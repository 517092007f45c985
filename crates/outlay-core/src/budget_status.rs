//! Budget status projection
//!
//! Joins a period's budget rows with aggregated category spending to
//! produce the derived per-budget view (spent, remaining, percentage and
//! the over-budget/near-limit flags). Pure computation; the database layer
//! supplies both inputs and `Database::budget_status` glues them together.

use std::collections::HashMap;

use crate::models::{Budget, BudgetStatus, Category, CategoryTotal};

/// Round to two decimal places, matching the API's percentage formatting
pub fn round2(value: f64) -> f64 {
    (value * 100.0).round() / 100.0
}

/// Merge budget rows with category spend totals.
///
/// A budget for the `total` sentinel is charged the grand total across all
/// categories; any other budget is charged its category's total, defaulting
/// to zero when the category has no expenses in range. Categories with
/// spending but no budget row do not appear in the output. Input order of
/// the budget rows is preserved.
pub fn build_budget_status(budgets: Vec<Budget>, totals: &[CategoryTotal]) -> Vec<BudgetStatus> {
    let spending: HashMap<Category, f64> =
        totals.iter().map(|t| (t.category, t.total)).collect();
    let grand_total: f64 = totals.iter().map(|t| t.total).sum();

    budgets
        .into_iter()
        .map(|budget| {
            let spent = match budget.category.spending() {
                None => grand_total,
                Some(category) => spending.get(&category).copied().unwrap_or(0.0),
            };

            let percentage = if budget.limit > 0.0 {
                round2(spent / budget.limit * 100.0)
            } else {
                0.0
            };

            BudgetStatus {
                remaining: budget.limit - spent,
                percentage,
                is_over_budget: spent > budget.limit,
                is_near_limit: percentage >= budget.alert_threshold && percentage < 100.0,
                spent,
                budget,
            }
        })
        .collect()
}

#[cfg(test)]
mod tests {
    use super::*;
    use crate::models::BudgetCategory;
    use chrono::Utc;

    fn budget(category: BudgetCategory, limit: f64, alert_threshold: f64) -> Budget {
        Budget {
            id: 1,
            user: "test@example.com".to_string(),
            category,
            limit,
            month: 3,
            year: 2024,
            alert_threshold,
            notes: None,
            created_at: Utc::now(),
            updated_at: Utc::now(),
        }
    }

    fn total(category: Category, amount: f64, count: i64) -> CategoryTotal {
        CategoryTotal {
            category,
            total: amount,
            count,
        }
    }

    #[test]
    fn near_limit_and_total_sentinel() {
        // Food limit 500 with 420 spent, plus a whole-month budget of 1000
        let budgets = vec![
            budget(BudgetCategory::Spending(Category::Food), 500.0, 80.0),
            budget(BudgetCategory::Total, 1000.0, 80.0),
        ];
        let totals = vec![total(Category::Food, 420.0, 7)];

        let status = build_budget_status(budgets, &totals);
        assert_eq!(status.len(), 2);

        let food = &status[0];
        assert_eq!(food.spent, 420.0);
        assert_eq!(food.remaining, 80.0);
        assert_eq!(food.percentage, 84.00);
        assert!(!food.is_over_budget);
        assert!(food.is_near_limit);

        let overall = &status[1];
        assert_eq!(overall.spent, 420.0);
        assert_eq!(overall.remaining, 580.0);
        assert_eq!(overall.percentage, 42.00);
        assert!(!overall.is_over_budget);
        assert!(!overall.is_near_limit);
    }

    #[test]
    fn missing_category_defaults_to_zero() {
        let budgets = vec![budget(BudgetCategory::Spending(Category::Rent), 1200.0, 80.0)];
        let totals = vec![total(Category::Food, 99.0, 3)];

        let status = build_budget_status(budgets, &totals);
        assert_eq!(status[0].spent, 0.0);
        assert_eq!(status[0].remaining, 1200.0);
        assert_eq!(status[0].percentage, 0.0);
        assert!(!status[0].is_over_budget);
        assert!(!status[0].is_near_limit);
    }

    #[test]
    fn percentage_rounds_to_two_decimals() {
        let budgets = vec![budget(BudgetCategory::Spending(Category::Food), 100.0, 80.0)];
        let totals = vec![total(Category::Food, 77.123, 1)];

        let status = build_budget_status(budgets, &totals);
        assert_eq!(status[0].percentage, 77.12);
    }

    #[test]
    fn flags_at_exactly_one_hundred_percent() {
        // spent == limit: not over budget (strict >), not near-limit
        // (percentage must stay below 100)
        let budgets = vec![budget(BudgetCategory::Spending(Category::Food), 200.0, 80.0)];
        let totals = vec![total(Category::Food, 200.0, 4)];

        let status = build_budget_status(budgets, &totals);
        assert_eq!(status[0].percentage, 100.0);
        assert!(!status[0].is_over_budget);
        assert!(!status[0].is_near_limit);
    }

    #[test]
    fn over_budget_excludes_near_limit() {
        let budgets = vec![budget(BudgetCategory::Spending(Category::Food), 100.0, 80.0)];
        let totals = vec![total(Category::Food, 130.0, 2)];

        let status = build_budget_status(budgets, &totals);
        assert!(status[0].is_over_budget);
        assert!(!status[0].is_near_limit);
        assert_eq!(status[0].remaining, -30.0);
    }

    #[test]
    fn non_positive_limit_yields_zero_percentage() {
        // Limits are constrained to >= 1 at the API boundary; defensive only
        let budgets = vec![budget(BudgetCategory::Spending(Category::Food), 0.0, 80.0)];
        let totals = vec![total(Category::Food, 50.0, 1)];

        let status = build_budget_status(budgets, &totals);
        assert_eq!(status[0].percentage, 0.0);
        assert!(status[0].is_over_budget);
    }

    #[test]
    fn unbudgeted_spending_is_excluded() {
        // Spending in a category without a budget row never surfaces in the
        // status list; category-level sums and the grand total diverge.
        let budgets = vec![
            budget(BudgetCategory::Spending(Category::Food), 500.0, 80.0),
            budget(BudgetCategory::Total, 1000.0, 80.0),
        ];
        let totals = vec![
            total(Category::Food, 100.0, 1),
            total(Category::Travel, 250.0, 1),
        ];

        let status = build_budget_status(budgets, &totals);
        assert_eq!(status.len(), 2);
        assert_eq!(status[0].spent, 100.0);
        // The total sentinel still sees the unbudgeted travel spend
        assert_eq!(status[1].spent, 350.0);
    }
}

————————

- [EXERCISE]: In this exercise, give every record above again exactly.

- [ANSWER BELOW]:
repository 517092007f45c985
filename crates/outlay-core/src/budget_status.rs
//! Budget status projection
//!
//! Joins a period's budget rows with aggregated category spending to
//! produce the derived per-budget view (spent, remaining, percentage and
//! the over-budget/near-limit flags). Pure computation; the database layer
//! supplies both inputs and `Database::budget_status` glues them together.

use std::collections::HashMap;

use crate::models::{Budget, BudgetStatus, Category, CategoryTotal};

/// Round to two decimal places, matching the API's percentage formatting
pub fn round2(value: f64) -> f64 {
    (value * 100.0).round() / 100.0
}

/// Merge budget rows with category spend totals.
///
/// A budget for the `total` sentinel is charged the grand total across all
/// categories; any other budget is charged its category's total, defaulting
/// to zero when the category has no expenses in range. Categories with
/// spending but no budget row do not appear in the output. Input order of
/// the budget rows is preserved.
pub fn build_budget_status(budgets: Vec<Budget>, totals: &[CategoryTotal]) -> Vec<BudgetStatus> {
    let spending: HashMap<Category, f64> =
        totals.iter().map(|t| (t.category, t.total)).collect();
    let grand_total: f64 = totals.iter().map(|t| t.total).sum();

    budgets
        .into_iter()
        .map(|budget| {
            let spent = match budget.category.spending() {
                None => grand_total,
                Some(category) => spending.get(&category).copied().unwrap_or(0.0),
            };

            let percentage = if budget.limit > 0.0 {
                round2(spent / budget.limit * 100.0)
            } else {
                0.0
            };

            BudgetStatus {
                remaining: budget.limit - spent,
                percentage,
                is_over_budget: spent > budget.limit,
                is_near_limit: percentage >= budget.alert_threshold && percentage < 100.0,
                spent,
                budget,
            }
        })
        .collect()
}

#[cfg(test)]
mod tests {
    use super::*;
    use crate::models::BudgetCategory;
    use chrono::Utc;

    fn budget(category: BudgetCategory, limit: f64, alert_threshold: f64) -> Budget {
        Budget {
            id: 1,
            user: "test@example.com".to_string(),
            category,
            limit,
            month: 3,
            year: 2024,
            alert_threshold,
            notes: None,
            created_at: Utc::now(),
            updated_at: Utc::now(),
        }
    }

    fn total(category: Category, amount: f64, count: i64) -> CategoryTotal {
        CategoryTotal {
            category,
            total: amount,
            count,
        }
    }

    #[test]
    fn near_limit_and_total_sentinel() {
        // Food limit 500 with 420 spent, plus a whole-month budget of 1000
        let budgets = vec![
            budget(BudgetCategory::Spending(Category::Food), 500.0, 80.0),
            budget(BudgetCategory::Total, 1000.0, 80.0),
        ];
        let totals = vec![total(Category::Food, 420.0, 7)];

        let status = build_budget_status(budgets, &totals);
        assert_eq!(status.len(), 2);

        let food = &status[0];
        assert_eq!(food.spent, 420.0);
        assert_eq!(food.remaining, 80.0);
        assert_eq!(food.percentage, 84.00);
        assert!(!food.is_over_budget);
        assert!(food.is_near_limit);

        let overall = &status[1];
        assert_eq!(overall.spent, 420.0);
        assert_eq!(overall.remaining, 580.0);
        assert_eq!(overall.percentage, 42.00);
        assert!(!overall.is_over_budget);
        assert!(!overall.is_near_limit);
    }

    #[test]
    fn missing_category_defaults_to_zero() {
        let budgets = vec![budget(BudgetCategory::Spending(Category::Rent), 1200.0, 80.0)];
        let totals = vec![total(Category::Food, 99.0, 3)];

        let status = build_budget_status(budgets, &totals);
        assert_eq!(status[0].spent, 0.0);
        assert_eq!(status[0].remaining, 1200.0);
        assert_eq!(status[0].percentage, 0.0);
        assert!(!status[0].is_over_budget);
        assert!(!status[0].is_near_limit);
    }

    #[test]
    fn percentage_rounds_to_two_decimals() {
        let budgets = vec![budget(BudgetCategory::Spending(Category::Food), 100.0, 80.0)];
        let totals = vec![total(Category::Food, 77.123, 1)];

        let status = build_budget_status(budgets, &totals);
        assert_eq!(status[0].percentage, 77.12);
    }

    #[test]
    fn flags_at_exactly_one_hundred_percent() {
        // spent == limit: not over budget (strict >), not near-limit
        // (percentage must stay below 100)
        let budgets = vec![budget(BudgetCategory::Spending(Category::Food), 200.0, 80.0)];
        let totals = vec![total(Category::Food, 200.0, 4)];

        let status = build_budget_status(budgets, &totals);
        assert_eq!(status[0].percentage, 100.0);
        assert!(!status[0].is_over_budget);
        assert!(!status[0].is_near_limit);
    }

    #[test]
    fn over_budget_excludes_near_limit() {
        let budgets = vec![budget(BudgetCategory::Spending(Category::Food), 100.0, 80.0)];
        let totals = vec![total(Category::Food, 130.0, 2)];

        let status = build_budget_status(budgets, &totals);
        assert!(status[0].is_over_budget);
        assert!(!status[0].is_near_limit);
        assert_eq!(status[0].remaining, -30.0);
    }

    #[test]
    fn non_positive_limit_yields_zero_percentage() {
        // Limits are constrained to >= 1 at the API boundary; defensive only
        let budgets = vec![budget(BudgetCategory::Spending(Category::Food), 0.0, 80.0)];
        let totals = vec![total(Category::Food, 50.0, 1)];

        let status = build_budget_status(budgets, &totals);
        assert_eq!(status[0].percentage, 0.0);
        assert!(status[0].is_over_budget);
    }

    #[test]
    fn unbudgeted_spending_is_excluded() {
        // Spending in a category without a budget row never surfaces in the
        // status list; category-level sums and the grand total diverge.
        let budgets = vec![
            budget(BudgetCategory::Spending(Category::Food), 500.0, 80.0),
            budget(BudgetCategory::Total, 1000.0, 80.0),
        ];
        let totals = vec![
            total(Category::Food, 100.0, 1),
            total(Category::Travel, 250.0, 1),
        ];

        let status = build_budget_status(budgets, &totals);
        assert_eq!(status.len(), 2);
        assert_eq!(status[0].spent, 100.0);
        // The total sentinel still sees the unbudgeted travel spend
        assert_eq!(status[1].spent, 350.0);
    }
}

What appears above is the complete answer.